Scientists have a new theory about why Fido gobbles down his poop. This time it points to an evolutionary instinct possibly inherited from ancestral wolves dating back 15,000 years.
It’s not the first – and certainly won't be the last – attempt to figure out why man’s best friend eats his own feces. Theories range from existing health conditions that alter a dog’s appetite to roaming rovers looking for nutritional value in human feces. Some even suggest puppies get it from their mommas.
The newest theory, published in Veterinary Medicine and Science, says canine conspecific coprophagy – the tendency of some dogs to eat feces – is an inherited tactic to keep the den area free of parasites that could be lurking in poo.
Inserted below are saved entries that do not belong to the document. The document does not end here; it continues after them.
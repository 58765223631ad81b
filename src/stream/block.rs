//! `StreamBlock` — one block of committed export/DR rows.
//!
//! A fixed-capacity byte buffer with an append cursor, a universal stream
//! offset (USO), and truncation. Corresponds to `common/StreamBlock.h`, plus the generation/signature/
//! end-of-stream bookkeeping that a wire consumer also needs.

use crate::error::Result;

/// Whether a block was sized from a stream's default or secondary (large)
/// capacity ("type flag (normal/large)").
#[derive(Debug, Clone, Copy, PartialEq, Eq)]
pub enum BlockCapacityKind {
    Normal,
    Large,
}

/// A single data block with append-cursor buffer semantics.
#[derive(Debug)]
pub struct StreamBlock {
    data: Vec<u8>,
    capacity: usize,
    /// Write cursor: the offset within `data` of the next byte to be written.
    offset: usize,
    /// Universal stream offset of byte 0 of this block.
    uso: u64,
    row_count: u64,
    last_committed_seq_no: i64,
    last_unique_id: i64,
    kind: BlockCapacityKind,
    /// Generation id this block belongs to, mirroring `StreamBlock::m_generationId`.
    generation_id: i64,
    /// Export stream signature at the time this block was created.
    signature: String,
    /// Whether this block marks the end of a generation.
    end_of_stream: bool,
}

impl StreamBlock {
    pub fn new(capacity: usize, uso: u64, kind: BlockCapacityKind) -> Self {
        Self {
            data: vec![0u8; capacity],
            capacity,
            offset: 0,
            uso,
            row_count: 0,
            last_committed_seq_no: -1,
            last_unique_id: -1,
            kind,
            generation_id: i64::MIN,
            signature: String::new(),
            end_of_stream: false,
        }
    }

    pub fn capacity(&self) -> usize {
        self.capacity
    }

    pub fn uso(&self) -> u64 {
        self.uso
    }

    /// Additional offset from `uso()` to count all octets currently in this
    /// block. `uso() + offset()` is the USO at the write cursor.
    pub fn offset(&self) -> usize {
        self.offset
    }

    pub fn remaining(&self) -> usize {
        self.capacity - self.offset
    }

    pub fn row_count(&self) -> u64 {
        self.row_count
    }

    pub fn kind(&self) -> BlockCapacityKind {
        self.kind
    }

    pub fn last_committed_seq_no(&self) -> i64 {
        self.last_committed_seq_no
    }

    pub fn set_last_committed_seq_no(&mut self, seq_no: i64) {
        self.last_committed_seq_no = seq_no;
    }

    pub fn last_unique_id(&self) -> i64 {
        self.last_unique_id
    }

    pub fn generation_id(&self) -> i64 {
        self.generation_id
    }

    pub fn set_generation_id(&mut self, generation_id: i64) {
        self.generation_id = generation_id;
    }

    pub fn signature(&self) -> &str {
        &self.signature
    }

    pub fn set_signature(&mut self, signature: String) {
        self.signature = signature;
    }

    pub fn end_of_stream(&self) -> bool {
        self.end_of_stream
    }

    pub fn set_end_of_stream(&mut self, end_of_stream: bool) {
        self.end_of_stream = end_of_stream;
    }

    /// Bytes written to this block so far (excludes any unused capacity).
    pub fn raw(&self) -> &[u8] {
        &self.data[..self.offset]
    }

    /// Append `bytes` to the block, advancing the write cursor and bumping
    /// the row count by one. Fails if the block doesn't have room; callers
    /// must check `remaining()` before calling (requires
    /// remaining() >= len").
    pub fn append(&mut self, bytes: &[u8], unique_id: i64) -> Result<()> {
        if bytes.len() > self.remaining() {
            fatal!(
                "StreamBlock::append: {} bytes requested but only {} remaining",
                bytes.len(),
                self.remaining()
            );
        }
        self.data[self.offset..self.offset + bytes.len()].copy_from_slice(bytes);
        self.offset += bytes.len();
        self.row_count += 1;
        self.last_unique_id = unique_id;
        Ok(())
    }

    /// Rewind the write cursor so the block's USO returns to `mark`. Legal
    /// iff `uso() <= mark <= uso() + offset()`.
    pub fn truncate_to(&mut self, mark: u64) -> Result<()> {
        let block_end = self.uso + self.offset as u64;
        if mark < self.uso || mark > block_end {
            fatal!(
                "StreamBlock::truncate_to: mark {} outside [{}, {}]",
                mark,
                self.uso,
                block_end
            );
        }
        self.offset = (mark - self.uso) as usize;
        Ok(())
    }
}

#[cfg(test)]
mod tests {
    use super::*;

    #[test]
    fn append_advances_offset_and_row_count() {
        let mut block = StreamBlock::new(64, 0, BlockCapacityKind::Normal);
        block.append(&[1, 2, 3], 100).unwrap();
        assert_eq!(block.offset(), 3);
        assert_eq!(block.row_count(), 1);
        assert_eq!(block.remaining(), 61);
    }

    #[test]
    fn append_past_capacity_is_fatal() {
        let mut block = StreamBlock::new(2, 0, BlockCapacityKind::Normal);
        assert!(block.append(&[1, 2, 3], 1).is_err());
    }

    #[test]
    fn truncate_within_block_rewinds_cursor() {
        let mut block = StreamBlock::new(64, 100, BlockCapacityKind::Normal);
        block.append(&[1, 2, 3, 4], 1).unwrap();
        block.truncate_to(102).unwrap();
        assert_eq!(block.offset(), 2);
    }

    #[test]
    fn truncate_outside_block_is_fatal() {
        let mut block = StreamBlock::new(64, 100, BlockCapacityKind::Normal);
        block.append(&[1, 2, 3, 4], 1).unwrap();
        assert!(block.truncate_to(99).is_err());
        assert!(block.truncate_to(105).is_err());
    }
}
//! `LttBlock` — a single fixed-size temp table block.
//!
//! A fixed-size block storing fixed-stride tuples growing up from just past
//! the header, and variable-length ("non-inlined") payloads growing down
//! from the end of the buffer. Mirrors `storage/LargeTempTableBlock.h`/`.cpp`.
//!
//! The expression evaluator and typed tuple/schema system are external
//! collaborators; this block treats a tuple's inline payload as
//! opaque bytes of a fixed length agreed on by the caller, plus a fixed
//! number of non-inlined reference slots. A reference slot holds an 8-byte
//! value that is an actual memory address into this block's buffer (mirroring
//! the raw `StringRef*` pointers `LargeTempTableBlock` embeds in tuple storage)
//! so that [`LttBlock::set_data`] can rebase them on reload.

use crate::config::{LTT_BLOCK_HEADER_SIZE, LTT_BLOCK_SIZE_BYTES};
use crate::error::{CoreError, Result};

pub type BlockId = u64;

const STATUS_ACTIVE: u8 = 1;

/// A read-only snapshot of one tuple slot.
pub struct TupleView {
    pub active: bool,
    pub inline: Vec<u8>,
    pub non_inlined_refs: Vec<u64>,
}

pub struct LttBlock {
    id: BlockId,
    inline_len: usize,
    non_inlined_count: usize,
    storage: Option<Vec<u8>>,
    tuple_insertion_offset: usize,
    non_inlined_insertion_offset: usize,
    active_tuple_count: i64,
    is_pinned: bool,
    is_stored: bool,
}

impl LttBlock {
    pub fn new(id: BlockId, inline_len: usize, non_inlined_count: usize) -> Self {
        Self {
            id,
            inline_len,
            non_inlined_count,
            storage: Some(vec![0u8; LTT_BLOCK_SIZE_BYTES]),
            tuple_insertion_offset: LTT_BLOCK_HEADER_SIZE,
            non_inlined_insertion_offset: LTT_BLOCK_SIZE_BYTES,
            active_tuple_count: 0,
            is_pinned: false,
            is_stored: false,
        }
    }

    pub fn id(&self) -> BlockId {
        self.id
    }

    /// Bytes occupied by one tuple: one status byte, the inline payload,
    /// then one 8-byte reference slot per non-inlined column.
    pub fn tuple_stride(&self) -> usize {
        1 + self.inline_len + 8 * self.non_inlined_count
    }

    pub fn active_tuple_count(&self) -> i64 {
        self.active_tuple_count
    }

    pub fn is_resident(&self) -> bool {
        self.storage.is_some()
    }

    pub fn is_pinned(&self) -> bool {
        self.is_pinned
    }

    pub fn is_stored(&self) -> bool {
        self.is_stored
    }

    pub fn unstore(&mut self) {
        self.is_stored = false;
    }

    pub fn pin(&mut self) -> Result<()> {
        if self.is_pinned {
            fatal!("LttBlock::pin: block {} is already pinned", self.id);
        }
        self.is_pinned = true;
        Ok(())
    }

    pub fn unpin(&mut self) -> Result<()> {
        if !self.is_pinned {
            fatal!("LttBlock::unpin: block {} is not pinned", self.id);
        }
        self.is_pinned = false;
        Ok(())
    }

    /// `BLOCK_SIZE_IN_BYTES` while resident, 0 otherwise.
    pub fn allocated_memory(&self) -> usize {
        if self.is_resident() {
            LTT_BLOCK_SIZE_BYTES
        } else {
            0
        }
    }

    pub fn allocated_tuple_memory(&self) -> usize {
        if self.is_resident() {
            self.tuple_insertion_offset
        } else {
            0
        }
    }

    pub fn allocated_pool_memory(&self) -> usize {
        if self.is_resident() {
            LTT_BLOCK_SIZE_BYTES - self.non_inlined_insertion_offset
        } else {
            0
        }
    }

    fn base_address(&self) -> u64 {
        self.storage.as_ref().map(|s| s.as_ptr() as u64).unwrap_or(0)
    }

    fn storage_mut(&mut self) -> Result<&mut Vec<u8>> {
        self.storage
            .as_mut()
            .ok_or_else(|| CoreError::invariant("LttBlock: operation requires a resident block"))
    }

    /// Allocate `size` non-inlined bytes, shrinking the non-inlined front.
    /// Returns the address of the allocation (`allocate`). Callers
    /// are expected to have already checked there's room, matching the
    /// source's unchecked `allocate()`; use [`Self::insert`] for a
    /// checked, atomic version that also writes the tuple.
    pub fn allocate(&mut self, size: usize) -> Result<u64> {
        if size > self.non_inlined_insertion_offset
            || self.non_inlined_insertion_offset - size < self.tuple_insertion_offset
        {
            fatal!(
                "LttBlock::allocate: {} bytes would collide with the tuple front",
                size
            );
        }
        self.non_inlined_insertion_offset -= size;
        let offset = self.non_inlined_insertion_offset;
        let base = self.base_address();
        Ok(base + offset as u64)
    }

    /// Insert one tuple. `inline` must be exactly `inline_len` bytes;
    /// `non_inlined_payloads` must have exactly `non_inlined_count` entries.
    /// Returns `false` without mutating the block if the tuple (plus its
    /// non-inlined payloads) would collide with the non-inlined front.
    pub fn insert(&mut self, inline: &[u8], non_inlined_payloads: &[Vec<u8>]) -> Result<bool> {
        if inline.len() != self.inline_len || non_inlined_payloads.len() != self.non_inlined_count {
            fatal!("LttBlock::insert: tuple shape does not match this block's schema");
        }

        let mut candidate_non_inlined_offset = self.non_inlined_insertion_offset;
        let mut entry_offsets = Vec::with_capacity(non_inlined_payloads.len());
        for payload in non_inlined_payloads {
            let entry_size = 4 + payload.len();
            if entry_size > candidate_non_inlined_offset {
                return Ok(false);
            }
            candidate_non_inlined_offset -= entry_size;
            entry_offsets.push(candidate_non_inlined_offset);
        }
        let candidate_tuple_end = self.tuple_insertion_offset + self.tuple_stride();
        if candidate_tuple_end > candidate_non_inlined_offset {
            return Ok(false);
        }

        let base = self.base_address();
        let tuple_offset = self.tuple_insertion_offset;
        let inline_len = self.inline_len;
        let storage = self.storage_mut()?;

        for (payload, offset) in non_inlined_payloads.iter().zip(entry_offsets.iter()) {
            storage[*offset..*offset + 4].copy_from_slice(&(payload.len() as u32).to_le_bytes());
            storage[*offset + 4..*offset + 4 + payload.len()].copy_from_slice(payload);
        }

        storage[tuple_offset] = STATUS_ACTIVE;
        storage[tuple_offset + 1..tuple_offset + 1 + inline_len].copy_from_slice(inline);
        let mut ref_pos = tuple_offset + 1 + inline_len;
        for offset in &entry_offsets {
            let ptr = base + *offset as u64;
            storage[ref_pos..ref_pos + 8].copy_from_slice(&ptr.to_le_bytes());
            ref_pos += 8;
        }

        self.non_inlined_insertion_offset = candidate_non_inlined_offset;
        self.tuple_insertion_offset += self.tuple_stride();
        self.active_tuple_count += 1;
        Ok(true)
    }

    fn tuple_offset(&self, index: usize) -> usize {
        LTT_BLOCK_HEADER_SIZE + index * self.tuple_stride()
    }

    pub fn tuple(&self, index: usize) -> Result<TupleView> {
        if index as i64 >= self.active_tuple_count {
            fatal!("LttBlock::tuple: index {} out of range", index);
        }
        let storage = self
            .storage
            .as_ref()
            .ok_or_else(|| CoreError::invariant("LttBlock::tuple: block is not resident"))?;
        let offset = self.tuple_offset(index);
        let active = storage[offset] & STATUS_ACTIVE != 0;
        let inline = storage[offset + 1..offset + 1 + self.inline_len].to_vec();
        let refs_start = offset + 1 + self.inline_len;
        let refs_bytes = &storage[refs_start..refs_start + 8 * self.non_inlined_count];
        let non_inlined_refs = decode_refs(refs_bytes);
        Ok(TupleView {
            active,
            inline,
            non_inlined_refs,
        })
    }

    /// Resolve a non-inlined reference previously returned by [`Self::insert`]
    /// or [`Self::allocate`] back to its bytes.
    pub fn non_inlined_bytes(&self, reference: u64) -> Result<&[u8]> {
        let storage = self
            .storage
            .as_ref()
            .ok_or_else(|| CoreError::invariant("non_inlined_bytes: block is not resident"))?;
        let base = storage.as_ptr() as u64;
        let offset = reference.checked_sub(base).ok_or_else(|| {
            CoreError::invariant("non_inlined_bytes: reference precedes block base")
        })? as usize;
        if offset + 4 > storage.len() {
            fatal!("non_inlined_bytes: reference {} out of range", reference);
        }
        let len = u32::from_le_bytes(storage[offset..offset + 4].try_into().unwrap()) as usize;
        Ok(&storage[offset + 4..offset + 4 + len])
    }

    pub fn deactivate_tuple(&mut self, index: usize) -> Result<()> {
        let offset = self.tuple_offset(index);
        let storage = self.storage_mut()?;
        storage[offset] &= !STATUS_ACTIVE;
        Ok(())
    }

    /// Swap two tuple slots' inline words wholesale (status byte, inline
    /// payload, and reference slots move together; the non-inlined bytes
    /// they point to stay put). Used by the in-place quicksort.
    pub fn swap_tuples(&mut self, i: usize, j: usize) -> Result<()> {
        if i == j {
            return Ok(());
        }
        let stride = self.tuple_stride();
        let off_i = self.tuple_offset(i);
        let off_j = self.tuple_offset(j);
        let storage = self.storage_mut()?;
        let (lo, hi) = if off_i < off_j { (off_i, off_j) } else { (off_j, off_i) };
        let (left, right) = storage.split_at_mut(hi);
        left[lo..lo + stride].swap_with_slice(&mut right[..stride]);
        Ok(())
    }

    /// Write this block's current address and tuple count into its own
    /// header while staying resident, so a caller that needs to read the
    /// bytes before giving up ownership (the cache's `store` path) sees a
    /// buffer a later [`Self::set_data`] can rebase from.
    pub fn stamp_header(&mut self) -> Result<()> {
        let count = self.active_tuple_count as u32;
        let storage = self.storage_mut()?;
        let base = storage.as_ptr() as u64;
        storage[0..8].copy_from_slice(&base.to_le_bytes());
        storage[8..12].copy_from_slice(&count.to_le_bytes());
        Ok(())
    }

    /// Read-only access to the full resident buffer (header included), for
    /// a caller that needs to copy it out before the block stops being
    /// resident (the cache's `store` path).
    pub fn raw_bytes(&self) -> Result<&[u8]> {
        self.storage
            .as_deref()
            .ok_or_else(|| CoreError::invariant("raw_bytes: block is not resident"))
    }

    /// Transfer ownership of the backing buffer out, stamping the header
    /// with this block's current address and tuple count so a later
    /// [`Self::set_data`] can rebase non-inlined references against wherever
    /// the buffer lands next.
    pub fn release_data(&mut self) -> Result<Vec<u8>> {
        self.stamp_header()?;
        let storage = self
            .storage
            .take()
            .ok_or_else(|| CoreError::invariant("release_data: block is not resident"))?;
        self.is_stored = true;
        Ok(storage)
    }

    /// Accept a buffer as reloaded from storage, rebasing every non-inlined
    /// reference by the delta between the address recorded in its header
    /// and this buffer's current address (`set_data`).
    pub fn set_data(&mut self, storage: Vec<u8>) -> Result<()> {
        if self.storage.is_some() {
            fatal!("set_data: block {} is already resident", self.id);
        }
        if storage.len() != LTT_BLOCK_SIZE_BYTES {
            fatal!("set_data: buffer is not BLOCK_SIZE_IN_BYTES");
        }
        let old_base = u64::from_le_bytes(storage[0..8].try_into().unwrap());
        let stored_count = u32::from_le_bytes(storage[8..12].try_into().unwrap());
        let new_base = storage.as_ptr() as u64;
        self.active_tuple_count = stored_count as i64;
        self.storage = Some(storage);

        let delta = new_base.wrapping_sub(old_base);
        if delta != 0 {
            self.rebase_non_inlined_refs(delta)?;
        }
        Ok(())
    }

    fn rebase_non_inlined_refs(&mut self, delta: u64) -> Result<()> {
        let stride = self.tuple_stride();
        let inline_len = self.inline_len;
        let non_inlined_count = self.non_inlined_count;
        let count = self.active_tuple_count as usize;
        let storage = self.storage_mut()?;
        for index in 0..count {
            let offset = LTT_BLOCK_HEADER_SIZE + index * stride;
            let mut ref_pos = offset + 1 + inline_len;
            for _ in 0..non_inlined_count {
                let old_ptr = u64::from_le_bytes(storage[ref_pos..ref_pos + 8].try_into().unwrap());
                let new_ptr = old_ptr.wrapping_add(delta);
                storage[ref_pos..ref_pos + 8].copy_from_slice(&new_ptr.to_le_bytes());
                ref_pos += 8;
            }
        }
        Ok(())
    }

    /// Exchange buffers and counts with `other`; ids are preserved on both
    /// sides. Any stored copy of either block is now stale and must be
    /// invalidated by the caller (`swap`).
    pub fn swap(&mut self, other: &mut LttBlock) -> Result<()> {
        if self.inline_len != other.inline_len || self.non_inlined_count != other.non_inlined_count {
            fatal!("LttBlock::swap: incompatible tuple shapes");
        }
        std::mem::swap(&mut self.storage, &mut other.storage);
        std::mem::swap(&mut self.tuple_insertion_offset, &mut other.tuple_insertion_offset);
        std::mem::swap(
            &mut self.non_inlined_insertion_offset,
            &mut other.non_inlined_insertion_offset,
        );
        std::mem::swap(&mut self.active_tuple_count, &mut other.active_tuple_count);
        Ok(())
    }

    pub fn clear_for_test(&mut self) -> Result<()> {
        self.tuple_insertion_offset = LTT_BLOCK_HEADER_SIZE;
        self.non_inlined_insertion_offset = LTT_BLOCK_SIZE_BYTES;
        self.active_tuple_count = 0;
        Ok(())
    }
}

fn decode_refs(bytes: &[u8]) -> Vec<u64> {
    bytes
        .chunks_exact(8)
        .map(|chunk| u64::from_le_bytes(chunk.try_into().unwrap()))
        .collect()
}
Researchers surveyed nearly 3,000 dog owners. They didn't find a connection between diet, age, gender, or breed. They said it's not to do with potty training, either. Poop-eaters were just as easily house-trained as those who didn’t diet on stools, suggesting a normal aversion to stool in general.
What they did find was that 16 percent of pups sampled had eaten poop at least six times, and all of them overwhelmingly preferred it fresh and less than two days old.
It’s similar to a strategy adopted by wolves, who poop away from their dens because feces can contain parasite eggs.
But, this is life and accidents happen.
If a lame or sick wolf happens to relieve itself in the den then a wolf might ingest the stool to keep the den clean of parasites that might be transmitted in feces. Parasites’ eggs don’t hatch into infectious larvae for a few days, so if the dog eats it right away then it won’t become infected.
Does it hold that your pup’s potty mouth is really just an attempt to keep your pack safe?
Not everyone is convinced.
Read more: 28 Things Dogs Should Never Eat
The study also found that coprophagic dogs tend to be “greedy eaters”, a trait James Serpell, a professor at the University of Pennsylvania, told the Washington Post indicates a dietary motivation.
Unfortunately, researchers still aren’t able to find an effective way to deter pups from picking up after themselves. The success of products marketed to stop dogs from eating their poop, as well as behavioral training, was close to zero. It's not easy to convince your dog not to eat poop if he’s set his mind on doing so.
The study’s lead author, Dr Benjamin Hart, and his team are now working hard to create a product that will deter dogs from eating poo.
Until then, can we get some insight into why dogs roll in poop? Asking for a friend.